With the advent of vision-language models (VLMs) that can perform in-context and prompt-based learning, how can we design prompting approaches that robustly generalize to distribution shift and can be used on novel classes outside the support set of the prompts?
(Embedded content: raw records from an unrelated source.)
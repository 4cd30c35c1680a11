use crate::emit::{create_project, project_file};
use crate::error::{AuprError, Result};
use crate::pair::{Alternating, PairingStrategy};
use crate::report::{ChannelSummary, RecoveryReport};
use crate::scan::{TieBreak, discover};
use crate::sequence::build_sequence;
use std::path::{Path, PathBuf};
use tracing::info;

#[derive(Clone, Debug)]
pub struct RecoverOptions {
    /// Output path; defaults to `<base>/<project>.aup`.
    pub out: Option<PathBuf>,
    pub tie_break: TieBreak,
    /// Scan and inspect only; nothing is written.
    pub dry_run: bool,
    /// Write corruption notes as comments into the block list.
    pub annotate_corruption: bool,
}

impl Default for RecoverOptions {
    fn default() -> Self {
        Self {
            out: None,
            tie_break: TieBreak::default(),
            dry_run: false,
            annotate_corruption: true,
        }
    }
}

/// Rebuild `<base>/<project>.aup` from `<base>/<project>_data`, pairing
/// blocks by strict channel alternation.
pub fn recover(base: &Path, project: &str, opts: Option<&RecoverOptions>) -> Result<RecoveryReport> {
    recover_with(base, project, opts, &Alternating)
}

pub fn recover_with(
    base: &Path,
    project: &str,
    opts: Option<&RecoverOptions>,
    strategy: &dyn PairingStrategy,
) -> Result<RecoveryReport> {
    let defaults = RecoverOptions::default();
    let opts = opts.unwrap_or(&defaults);
    let out = opts
        .out
        .clone()
        .unwrap_or_else(|| project_file(base, project));

    // Checked before scanning so a rerun costs nothing; create_project
    // re-checks atomically.
    if !opts.dry_run && out.exists() {
        return Err(AuprError::AlreadyExists(out));
    }

    let blocks = discover(base, project, opts.tie_break)?;
    let discovered = blocks.len();
    info!(project, discovered, "block files found");

    let pair = strategy.pair(blocks);
    let channels = [
        build_sequence(0, &pair.left, &pair.right),
        build_sequence(1, &pair.right, &pair.left),
    ];

    if !opts.dry_run {
        create_project(&out, project, &channels, opts.annotate_corruption)?;
        info!(path = %out.display(), "project written");
    }

    let report = RecoveryReport {
        project: project.to_string(),
        output: out,
        written: !opts.dry_run,
        discovered,
        channels: channels.iter().map(ChannelSummary::from).collect(),
    };
    info!(
        corrupt = report.corruption_count(),
        left = report.channels[0].blocks,
        right = report.channels[1].blocks,
        "recovery finished"
    );
    Ok(report)
}
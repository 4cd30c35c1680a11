#![forbid(unsafe_code)]

pub mod error;
pub mod format;

pub mod container {
    pub mod au_header;
}

pub mod emit;
pub mod pair;
pub mod recover;
pub mod report;
pub mod scan;
pub mod sequence;

// Re-exports: stable API surface
pub use container::au_header::{BlockGeometry, BlockHeader, inspect, inspect_block};
pub use pair::{Alternating, ChannelPair, PairingStrategy};
pub use recover::{RecoverOptions, recover, recover_with};
pub use report::RecoveryReport;
pub use scan::{BlockFile, TieBreak, discover, list_projects};
pub use sequence::{ChannelSequence, build_sequence};
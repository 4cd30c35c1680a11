use crate::container::au_header::{self, BlockGeometry, BlockHeader};
use crate::error::AuprError;
use crate::scan::{BlockFile, base_name};
use serde::Serialize;
use std::fs;
use std::path::PathBuf;
use tracing::{debug, info, warn};

/// One accepted block as referenced from the project document.
#[derive(Debug, Clone, PartialEq, Eq, Serialize)]
pub struct BlockDescriptor {
    /// Basename only; the editor resolves it inside the data directory.
    pub file_name: String,
    /// Samples preceding this block in its channel
    pub start: u64,
    pub samples: u64,
}

#[derive(Debug, Clone, Copy, PartialEq, Eq, Serialize)]
#[serde(tag = "fault", rename_all = "snake_case")]
pub enum HeaderFault {
    Mismatch { found: u32 },
    Truncated { len: u64 },
}

impl HeaderFault {
    fn from_error(e: &AuprError) -> Option<Self> {
        match e {
            AuprError::HeaderMismatch { found, .. } => Some(Self::Mismatch { found: *found }),
            AuprError::TruncatedFile { len, .. } => Some(Self::Truncated { len: *len }),
            _ => None,
        }
    }
}

#[derive(Debug, Clone, PartialEq, Eq, Serialize)]
#[serde(tag = "kind", rename_all = "snake_case")]
pub enum CorruptionKind {
    /// Primary header invalid and the same-slot file of the other channel
    /// is invalid too (or absent).
    BadHeader {
        primary: HeaderFault,
        fallback: Option<HeaderFault>,
    },
    MalformedPayload {
        size: u64,
        data_offset: i32,
    },
    Unreadable {
        message: String,
    },
}

/// A skipped slot. `files` lists every file that was tried for it.
#[derive(Debug, Clone, PartialEq, Eq, Serialize)]
pub struct CorruptionEvent {
    pub slot: usize,
    pub kind: CorruptionKind,
    pub files: Vec<PathBuf>,
}

impl CorruptionEvent {
    pub fn file_names(&self) -> Vec<String> {
        self.files.iter().map(|p| base_name(p)).collect()
    }
}

#[derive(Debug, Clone, PartialEq, Eq, Serialize)]
#[serde(rename_all = "snake_case")]
pub enum SequenceEntry {
    Block(BlockDescriptor),
    Corrupt(CorruptionEvent),
}

/// Ordered blocks of one channel with corruption events kept in position.
#[derive(Debug, Clone, Default, PartialEq, Eq, Serialize)]
pub struct ChannelSequence {
    pub channel: usize,
    pub entries: Vec<SequenceEntry>,
    pub total_samples: u64,
    pub max_block_samples: u64,
}

impl ChannelSequence {
    pub fn new(channel: usize) -> Self {
        Self {
            channel,
            ..Default::default()
        }
    }

    pub fn blocks(&self) -> impl Iterator<Item = &BlockDescriptor> {
        self.entries.iter().filter_map(|e| match e {
            SequenceEntry::Block(b) => Some(b),
            SequenceEntry::Corrupt(_) => None,
        })
    }

    pub fn corruptions(&self) -> impl Iterator<Item = &CorruptionEvent> {
        self.entries.iter().filter_map(|e| match e {
            SequenceEntry::Corrupt(c) => Some(c),
            SequenceEntry::Block(_) => None,
        })
    }

    pub fn block_count(&self) -> usize {
        self.blocks().count()
    }

    fn accept(&mut self, file_name: String, samples: u64) {
        self.entries.push(SequenceEntry::Block(BlockDescriptor {
            file_name,
            start: self.total_samples,
            samples,
        }));
        self.total_samples += samples;
        self.max_block_samples = self.max_block_samples.max(samples);
    }

    fn reject(&mut self, ev: CorruptionEvent) {
        warn!(channel = self.channel, "{ev}");
        self.entries.push(SequenceEntry::Corrupt(ev));
    }
}

fn unreadable(slot: usize, files: Vec<PathBuf>, e: &AuprError) -> CorruptionEvent {
    CorruptionEvent {
        slot,
        kind: CorruptionKind::Unreadable {
            message: e.to_string(),
        },
        files,
    }
}

/// Pick the file that backs `slot`: the primary if its header validates,
/// else the other channel's file at the same index.
fn resolve<'a>(
    slot: usize,
    primary: &'a BlockFile,
    partner: Option<&'a BlockFile>,
) -> Result<(&'a BlockFile, BlockHeader), CorruptionEvent> {
    let primary_fault = match au_header::inspect(&primary.path) {
        Ok(h) => return Ok((primary, h)),
        Err(e) => match HeaderFault::from_error(&e) {
            Some(f) => f,
            None => return Err(unreadable(slot, vec![primary.path.clone()], &e)),
        },
    };
    debug!(file = %primary.path.display(), ?primary_fault, "header rejected");

    let Some(other) = partner else {
        return Err(CorruptionEvent {
            slot,
            kind: CorruptionKind::BadHeader {
                primary: primary_fault,
                fallback: None,
            },
            files: vec![primary.path.clone()],
        });
    };

    let both = vec![primary.path.clone(), other.path.clone()];
    match au_header::inspect(&other.path) {
        Ok(h) => {
            info!(
                slot,
                from = %primary.file_name(),
                to = %other.file_name(),
                "using other channel's block"
            );
            Ok((other, h))
        }
        Err(e) => match HeaderFault::from_error(&e) {
            Some(f) => Err(CorruptionEvent {
                slot,
                kind: CorruptionKind::BadHeader {
                    primary: primary_fault,
                    fallback: Some(f),
                },
                files: both,
            }),
            None => Err(unreadable(slot, both, &e)),
        },
    }
}

/// Build one channel from its ordered files. `partner` is the other
/// channel's list, consulted index-for-index when a header is bad.
///
/// Never fails: every bad slot becomes a [`CorruptionEvent`] and is left
/// out of the sample offsets.
pub fn build_sequence(
    channel: usize,
    primary: &[BlockFile],
    partner: &[BlockFile],
) -> ChannelSequence {
    let mut seq = ChannelSequence::new(channel);

    for (slot, file) in primary.iter().enumerate() {
        let (chosen, hdr) = match resolve(slot, file, partner.get(slot)) {
            Ok(r) => r,
            Err(ev) => {
                seq.reject(ev);
                continue;
            }
        };

        let size = match fs::metadata(&chosen.path) {
            Ok(md) => md.len(),
            Err(e) => {
                seq.reject(unreadable(slot, vec![chosen.path.clone()], &AuprError::from(e)));
                continue;
            }
        };

        match BlockGeometry::from_header(&chosen.path, &hdr, size) {
            Ok(g) => {
                info!(channel, "adding {}", chosen.file_name());
                seq.accept(chosen.file_name(), g.samples);
            }
            Err(AuprError::MalformedPayload {
                size, data_offset, ..
            }) => seq.reject(CorruptionEvent {
                slot,
                kind: CorruptionKind::MalformedPayload { size, data_offset },
                files: vec![chosen.path.clone()],
            }),
            Err(e) => seq.reject(unreadable(slot, vec![chosen.path.clone()], &e)),
        }
    }

    seq
}
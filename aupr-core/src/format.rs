//! Binary and schema constants for Audacity `.au` block files and the
//! `.aup` project document they are recovered into.

/// `.snd` read as a little-endian u32.
pub const AU_MAGIC: u32 = 0x2e73_6e64;
/// magic (u32 LE) + data offset (i32 LE)
pub const AU_HEADER_LEN: u64 = 8;
/// Bytes per sample of the 32-bit float block format.
pub const SAMPLE_WIDTH: u64 = 4;

pub const BLOCK_EXT: &str = "au";
pub const DATA_DIR_SUFFIX: &str = "_data";
pub const PROJECT_EXT: &str = "aup";
/// First- and second-level directory name prefixes under `<project>_data`.
pub const OUTER_DIR_PREFIX: &str = "e";
pub const INNER_DIR_PREFIX: &str = "d";

pub const CHANNEL_COUNT: usize = 2;

// Project document schema
pub const DOCTYPE_ID: &str = "-//audacityproject-1.3.0//DTD//EN";
pub const DOCTYPE_URL: &str = "http://audacity.sourceforge.net/xml/audacityproject-1.3.0.dtd";
pub const XMLNS: &str = "http://audacity.sourceforge.net/xml/";
pub const SCHEMA_VERSION: &str = "1.3.0";
pub const EDITOR_VERSION: &str = "2.0.3";
pub const SEL0: &str = "0.0000000000";
pub const SEL1: &str = "0.0000000000";
pub const VPOS: &str = "0";
pub const H_SCROLL: &str = "5153.6805442177";
pub const ZOOM: &str = "86.1328125000";
pub const PROJECT_RATE: &str = "44100.0";

pub const TRACK_NAME: &str = "Audio Track";
pub const TRACK_HEIGHT: u32 = 150;
pub const TRACK_RATE: u32 = 44100;
pub const TRACK_GAIN: &str = "1.0";
pub const TRACK_PAN: &str = "0.0";
pub const CLIP_OFFSET: &str = "0.00000000";
/// int-encoded `floatSample`
pub const SAMPLE_FORMAT: u32 = 262_159;

// Placeholder summary values; extrema are not recomputed from samples.
pub const BLOCK_MIN: &str = "-1.0";
pub const BLOCK_MAX: &str = "1.0";
pub const BLOCK_RMS: &str = "0.1";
In this work, we first define two types of robustness to distribution shift on VLMs, namely, robustness on base classes (the classes included in the support set of prompts) and robustness on novel classes. Then, we study the robustness of existing in-context learning and prompt learning approaches, where we find that prompt learning performs robustly on test images from base classes, while it does not generalize well on images from novel classes. We propose robust prompt learning by integrating multiple-scale image features into the prompt, which improves both types of robustness. Comprehensive experiments are conducted to study the defined robustness on six benchmarks and show the effectiveness of our proposal.
翻译:随着能够进行上下文和提示学习的视觉语言模型(VLMs)的出现,我们如何设计抵御分布转移的提示方法,并在提示的支持集之外的新类别上进行稳健通用性?在本文中,我们首先定义了VLMs上的两种分布转移稳健性,即基类别上的稳健性(包含在提示支持集中的类别)和新类别上的稳健性。然后,我们研究了现有上下文学习和提示学习方法的稳健性,发现提示学习在来自基类别的测试图像上表现良好,但不能很好地推广到来自新类别的图像上。我们提出了通过将多尺度图像特征集成到提示中来提高两种稳健性的稳健提示学习方法。
我们进行了综合实验,研究了六个基准测试的定义稳健性,并展示了我们提案的有效性。